> Directions
Both the line containing "self.store.append(record.clone())?;" and the line containing "pub fn find(&self, id: &str)" belong to the span. Output exactly that span from the listing below, and nothing outside it.

> Material shown

******************************

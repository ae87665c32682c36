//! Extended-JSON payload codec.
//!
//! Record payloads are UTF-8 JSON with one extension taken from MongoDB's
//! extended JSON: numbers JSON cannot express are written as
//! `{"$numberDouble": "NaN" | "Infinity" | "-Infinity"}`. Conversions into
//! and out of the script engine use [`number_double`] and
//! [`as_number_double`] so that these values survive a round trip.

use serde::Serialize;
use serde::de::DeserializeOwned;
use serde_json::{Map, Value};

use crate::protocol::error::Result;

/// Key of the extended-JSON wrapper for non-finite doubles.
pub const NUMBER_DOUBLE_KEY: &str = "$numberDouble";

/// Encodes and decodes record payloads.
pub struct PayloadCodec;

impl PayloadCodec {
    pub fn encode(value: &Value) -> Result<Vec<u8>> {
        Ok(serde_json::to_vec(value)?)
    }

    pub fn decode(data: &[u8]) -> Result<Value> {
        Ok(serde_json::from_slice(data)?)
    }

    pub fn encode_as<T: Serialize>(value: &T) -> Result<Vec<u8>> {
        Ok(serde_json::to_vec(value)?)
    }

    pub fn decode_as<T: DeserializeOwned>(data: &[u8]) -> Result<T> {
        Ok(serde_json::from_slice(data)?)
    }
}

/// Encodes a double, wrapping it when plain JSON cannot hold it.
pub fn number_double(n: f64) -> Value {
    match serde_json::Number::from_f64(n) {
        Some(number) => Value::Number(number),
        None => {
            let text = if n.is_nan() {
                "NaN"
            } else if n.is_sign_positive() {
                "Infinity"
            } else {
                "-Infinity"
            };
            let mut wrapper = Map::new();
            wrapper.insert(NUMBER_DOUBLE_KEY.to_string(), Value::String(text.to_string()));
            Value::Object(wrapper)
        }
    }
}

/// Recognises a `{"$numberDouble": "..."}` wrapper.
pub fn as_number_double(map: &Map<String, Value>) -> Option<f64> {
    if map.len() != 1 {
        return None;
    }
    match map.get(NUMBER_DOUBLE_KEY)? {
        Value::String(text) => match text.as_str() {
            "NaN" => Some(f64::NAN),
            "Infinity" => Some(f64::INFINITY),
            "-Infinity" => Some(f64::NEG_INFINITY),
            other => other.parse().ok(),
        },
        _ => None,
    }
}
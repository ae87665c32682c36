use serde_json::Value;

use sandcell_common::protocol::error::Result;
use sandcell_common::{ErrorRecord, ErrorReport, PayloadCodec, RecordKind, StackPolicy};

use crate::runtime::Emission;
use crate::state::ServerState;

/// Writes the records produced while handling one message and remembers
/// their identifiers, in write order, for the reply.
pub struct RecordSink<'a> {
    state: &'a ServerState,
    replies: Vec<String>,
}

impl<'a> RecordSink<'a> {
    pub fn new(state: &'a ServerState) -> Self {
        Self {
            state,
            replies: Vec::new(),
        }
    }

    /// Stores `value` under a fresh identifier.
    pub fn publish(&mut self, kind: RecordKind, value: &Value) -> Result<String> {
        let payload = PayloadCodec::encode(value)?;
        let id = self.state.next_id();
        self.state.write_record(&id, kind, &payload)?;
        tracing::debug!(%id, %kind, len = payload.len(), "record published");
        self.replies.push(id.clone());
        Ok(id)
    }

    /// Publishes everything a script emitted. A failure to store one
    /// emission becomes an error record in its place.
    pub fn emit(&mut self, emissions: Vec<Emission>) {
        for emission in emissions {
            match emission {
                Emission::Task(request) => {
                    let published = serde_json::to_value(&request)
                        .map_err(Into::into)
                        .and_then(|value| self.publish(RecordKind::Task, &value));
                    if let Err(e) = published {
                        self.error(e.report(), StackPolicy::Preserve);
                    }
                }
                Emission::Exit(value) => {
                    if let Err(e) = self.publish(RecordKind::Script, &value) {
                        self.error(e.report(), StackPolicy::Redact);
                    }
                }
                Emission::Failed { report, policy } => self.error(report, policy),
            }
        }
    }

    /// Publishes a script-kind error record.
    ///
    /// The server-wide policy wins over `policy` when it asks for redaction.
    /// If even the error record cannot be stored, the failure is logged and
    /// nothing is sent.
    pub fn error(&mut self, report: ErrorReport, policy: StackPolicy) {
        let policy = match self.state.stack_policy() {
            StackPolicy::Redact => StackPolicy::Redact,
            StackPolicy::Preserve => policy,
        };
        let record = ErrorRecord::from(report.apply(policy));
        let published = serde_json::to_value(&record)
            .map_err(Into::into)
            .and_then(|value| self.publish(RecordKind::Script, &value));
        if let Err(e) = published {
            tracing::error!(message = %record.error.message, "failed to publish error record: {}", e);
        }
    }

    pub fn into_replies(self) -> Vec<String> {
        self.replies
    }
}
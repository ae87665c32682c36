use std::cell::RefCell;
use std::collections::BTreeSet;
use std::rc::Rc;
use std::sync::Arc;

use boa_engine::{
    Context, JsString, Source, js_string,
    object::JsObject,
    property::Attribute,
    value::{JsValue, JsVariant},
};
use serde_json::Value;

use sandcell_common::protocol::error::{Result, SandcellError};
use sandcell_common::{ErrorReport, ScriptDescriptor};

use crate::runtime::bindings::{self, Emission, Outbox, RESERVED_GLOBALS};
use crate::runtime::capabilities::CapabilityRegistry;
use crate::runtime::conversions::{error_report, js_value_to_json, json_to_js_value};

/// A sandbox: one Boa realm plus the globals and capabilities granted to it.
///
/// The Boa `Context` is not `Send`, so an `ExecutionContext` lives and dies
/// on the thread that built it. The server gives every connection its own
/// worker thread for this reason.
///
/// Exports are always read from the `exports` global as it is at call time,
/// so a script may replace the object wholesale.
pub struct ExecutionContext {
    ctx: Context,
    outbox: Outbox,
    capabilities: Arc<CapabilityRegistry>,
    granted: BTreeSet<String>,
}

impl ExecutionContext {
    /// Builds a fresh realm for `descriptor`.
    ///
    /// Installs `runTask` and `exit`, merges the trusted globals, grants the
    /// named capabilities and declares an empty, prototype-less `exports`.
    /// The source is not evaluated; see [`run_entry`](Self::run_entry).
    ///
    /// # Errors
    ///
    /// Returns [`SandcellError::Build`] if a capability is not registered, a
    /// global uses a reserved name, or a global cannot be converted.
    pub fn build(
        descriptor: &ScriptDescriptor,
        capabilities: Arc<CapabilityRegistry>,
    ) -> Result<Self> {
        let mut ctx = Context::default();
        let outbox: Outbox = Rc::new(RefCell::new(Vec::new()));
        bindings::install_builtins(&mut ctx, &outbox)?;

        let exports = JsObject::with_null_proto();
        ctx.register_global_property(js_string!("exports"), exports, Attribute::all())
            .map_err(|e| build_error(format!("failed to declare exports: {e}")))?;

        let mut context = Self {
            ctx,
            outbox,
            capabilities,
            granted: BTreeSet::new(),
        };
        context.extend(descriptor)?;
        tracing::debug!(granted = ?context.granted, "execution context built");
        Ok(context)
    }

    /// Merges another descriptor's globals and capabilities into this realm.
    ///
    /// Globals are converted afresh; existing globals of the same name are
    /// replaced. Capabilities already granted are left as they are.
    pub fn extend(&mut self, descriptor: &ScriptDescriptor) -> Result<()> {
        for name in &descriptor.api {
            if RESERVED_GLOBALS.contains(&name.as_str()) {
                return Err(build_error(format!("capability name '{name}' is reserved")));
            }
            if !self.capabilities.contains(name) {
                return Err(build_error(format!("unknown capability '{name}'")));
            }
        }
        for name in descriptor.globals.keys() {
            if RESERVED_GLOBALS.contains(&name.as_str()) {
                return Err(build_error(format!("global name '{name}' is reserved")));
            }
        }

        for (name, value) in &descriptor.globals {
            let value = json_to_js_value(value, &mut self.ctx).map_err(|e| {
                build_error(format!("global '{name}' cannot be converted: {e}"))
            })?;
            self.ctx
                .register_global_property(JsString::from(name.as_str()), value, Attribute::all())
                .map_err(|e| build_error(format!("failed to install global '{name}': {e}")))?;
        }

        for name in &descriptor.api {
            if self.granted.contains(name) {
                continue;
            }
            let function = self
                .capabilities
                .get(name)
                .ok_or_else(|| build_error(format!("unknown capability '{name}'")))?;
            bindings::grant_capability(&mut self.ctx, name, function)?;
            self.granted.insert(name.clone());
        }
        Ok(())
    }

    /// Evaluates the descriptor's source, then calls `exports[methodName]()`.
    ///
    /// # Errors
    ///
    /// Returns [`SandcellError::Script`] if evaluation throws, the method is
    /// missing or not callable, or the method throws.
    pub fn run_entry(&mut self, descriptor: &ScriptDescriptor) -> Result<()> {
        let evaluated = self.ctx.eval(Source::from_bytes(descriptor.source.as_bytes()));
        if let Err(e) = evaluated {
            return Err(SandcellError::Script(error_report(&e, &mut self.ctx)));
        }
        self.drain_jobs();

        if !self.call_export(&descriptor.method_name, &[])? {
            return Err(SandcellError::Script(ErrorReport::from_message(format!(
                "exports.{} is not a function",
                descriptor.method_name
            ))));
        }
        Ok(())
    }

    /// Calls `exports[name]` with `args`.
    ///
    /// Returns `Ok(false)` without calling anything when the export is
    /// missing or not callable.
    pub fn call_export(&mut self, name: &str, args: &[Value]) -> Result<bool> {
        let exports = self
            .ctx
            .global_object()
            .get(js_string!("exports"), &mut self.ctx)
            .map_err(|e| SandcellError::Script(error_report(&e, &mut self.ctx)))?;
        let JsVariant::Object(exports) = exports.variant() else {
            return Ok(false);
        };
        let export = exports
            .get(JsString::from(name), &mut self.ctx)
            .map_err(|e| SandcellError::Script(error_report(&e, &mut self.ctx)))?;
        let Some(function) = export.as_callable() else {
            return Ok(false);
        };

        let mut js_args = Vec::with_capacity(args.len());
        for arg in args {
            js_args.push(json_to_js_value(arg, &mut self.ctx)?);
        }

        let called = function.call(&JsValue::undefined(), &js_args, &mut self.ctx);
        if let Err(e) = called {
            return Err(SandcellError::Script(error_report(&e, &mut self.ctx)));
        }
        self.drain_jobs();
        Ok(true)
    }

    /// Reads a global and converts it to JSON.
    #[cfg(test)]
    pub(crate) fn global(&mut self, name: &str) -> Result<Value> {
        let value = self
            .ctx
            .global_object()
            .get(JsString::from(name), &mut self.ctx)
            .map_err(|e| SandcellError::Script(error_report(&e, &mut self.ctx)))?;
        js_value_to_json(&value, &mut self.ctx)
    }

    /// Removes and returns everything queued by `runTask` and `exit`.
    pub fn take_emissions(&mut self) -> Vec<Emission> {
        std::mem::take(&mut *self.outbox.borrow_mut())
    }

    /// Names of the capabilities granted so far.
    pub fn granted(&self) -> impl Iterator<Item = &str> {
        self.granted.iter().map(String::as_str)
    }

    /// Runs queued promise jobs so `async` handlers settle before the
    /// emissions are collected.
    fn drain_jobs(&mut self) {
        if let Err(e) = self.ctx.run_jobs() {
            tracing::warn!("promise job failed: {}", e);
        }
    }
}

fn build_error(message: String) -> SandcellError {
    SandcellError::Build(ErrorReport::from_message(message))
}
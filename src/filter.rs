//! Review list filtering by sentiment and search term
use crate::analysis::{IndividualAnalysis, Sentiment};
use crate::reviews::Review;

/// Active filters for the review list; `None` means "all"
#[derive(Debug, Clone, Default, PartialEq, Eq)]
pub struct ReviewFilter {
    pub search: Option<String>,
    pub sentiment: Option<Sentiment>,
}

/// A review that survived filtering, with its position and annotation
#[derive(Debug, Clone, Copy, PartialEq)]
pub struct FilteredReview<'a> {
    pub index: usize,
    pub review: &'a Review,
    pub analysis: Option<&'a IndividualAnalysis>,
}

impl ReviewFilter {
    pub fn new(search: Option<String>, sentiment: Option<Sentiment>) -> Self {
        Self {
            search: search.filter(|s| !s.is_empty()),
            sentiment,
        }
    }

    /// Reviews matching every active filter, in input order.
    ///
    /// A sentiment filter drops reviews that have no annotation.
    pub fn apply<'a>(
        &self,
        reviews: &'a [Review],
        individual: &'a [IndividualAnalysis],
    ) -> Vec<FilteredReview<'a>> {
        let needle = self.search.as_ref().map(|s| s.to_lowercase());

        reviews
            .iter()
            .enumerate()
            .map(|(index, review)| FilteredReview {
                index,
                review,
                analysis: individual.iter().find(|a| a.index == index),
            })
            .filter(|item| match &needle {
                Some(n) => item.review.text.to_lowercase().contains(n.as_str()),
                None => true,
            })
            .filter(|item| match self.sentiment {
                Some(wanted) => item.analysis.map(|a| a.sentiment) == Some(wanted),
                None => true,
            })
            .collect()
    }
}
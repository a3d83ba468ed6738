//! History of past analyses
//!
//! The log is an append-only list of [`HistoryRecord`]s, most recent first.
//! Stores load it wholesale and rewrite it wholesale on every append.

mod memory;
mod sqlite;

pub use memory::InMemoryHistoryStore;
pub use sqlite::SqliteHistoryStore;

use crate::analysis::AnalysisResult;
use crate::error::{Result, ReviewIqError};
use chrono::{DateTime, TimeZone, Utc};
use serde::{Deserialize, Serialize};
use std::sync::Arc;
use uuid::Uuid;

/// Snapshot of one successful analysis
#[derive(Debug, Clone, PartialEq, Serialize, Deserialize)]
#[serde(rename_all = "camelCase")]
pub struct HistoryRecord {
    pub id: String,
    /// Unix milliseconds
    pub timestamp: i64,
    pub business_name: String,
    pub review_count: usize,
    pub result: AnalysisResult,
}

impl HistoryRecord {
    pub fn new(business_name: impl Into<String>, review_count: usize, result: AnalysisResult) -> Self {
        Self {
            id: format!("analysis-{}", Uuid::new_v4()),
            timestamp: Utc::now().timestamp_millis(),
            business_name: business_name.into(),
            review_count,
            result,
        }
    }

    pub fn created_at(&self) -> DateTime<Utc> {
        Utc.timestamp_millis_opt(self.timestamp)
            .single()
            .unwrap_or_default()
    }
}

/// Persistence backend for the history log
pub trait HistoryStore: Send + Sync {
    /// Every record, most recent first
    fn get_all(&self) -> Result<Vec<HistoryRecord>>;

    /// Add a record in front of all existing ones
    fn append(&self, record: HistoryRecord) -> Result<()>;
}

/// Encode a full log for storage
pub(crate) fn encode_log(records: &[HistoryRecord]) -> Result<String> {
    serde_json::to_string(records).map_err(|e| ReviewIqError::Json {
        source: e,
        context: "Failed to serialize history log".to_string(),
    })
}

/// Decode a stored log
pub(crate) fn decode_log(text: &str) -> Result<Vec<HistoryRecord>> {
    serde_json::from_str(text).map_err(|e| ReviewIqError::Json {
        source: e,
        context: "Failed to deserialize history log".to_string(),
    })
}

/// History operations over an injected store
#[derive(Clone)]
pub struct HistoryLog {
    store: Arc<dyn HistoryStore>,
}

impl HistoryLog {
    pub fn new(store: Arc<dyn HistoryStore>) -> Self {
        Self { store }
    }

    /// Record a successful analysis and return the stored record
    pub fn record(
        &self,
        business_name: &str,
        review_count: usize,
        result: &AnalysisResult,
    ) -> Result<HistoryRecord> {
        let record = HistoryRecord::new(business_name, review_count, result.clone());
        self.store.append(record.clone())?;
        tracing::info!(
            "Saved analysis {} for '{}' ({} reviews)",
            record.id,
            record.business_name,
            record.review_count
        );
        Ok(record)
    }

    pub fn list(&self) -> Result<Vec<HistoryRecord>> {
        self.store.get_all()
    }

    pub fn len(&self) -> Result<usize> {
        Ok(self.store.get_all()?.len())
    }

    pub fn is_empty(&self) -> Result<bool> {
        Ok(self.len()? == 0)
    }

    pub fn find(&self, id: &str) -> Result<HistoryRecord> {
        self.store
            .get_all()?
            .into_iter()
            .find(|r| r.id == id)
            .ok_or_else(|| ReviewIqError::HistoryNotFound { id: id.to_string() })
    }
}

******************************

> Your solution
        self.store.append(record.clone())?;
        tracing::info!(
            "Saved analysis {} for '{}' ({} reviews)",
            record.id,
            record.business_name,
            record.review_count
        );
        Ok(record)
    }

    pub fn list(&self) -> Result<Vec<HistoryRecord>> {
        self.store.get_all()
    }

    pub fn len(&self) -> Result<usize> {
        Ok(self.store.get_all()?.len())
    }

    pub fn is_empty(&self) -> Result<bool> {
        Ok(self.len()? == 0)
    }

    pub fn find(&self, id: &str) -> Result<HistoryRecord> {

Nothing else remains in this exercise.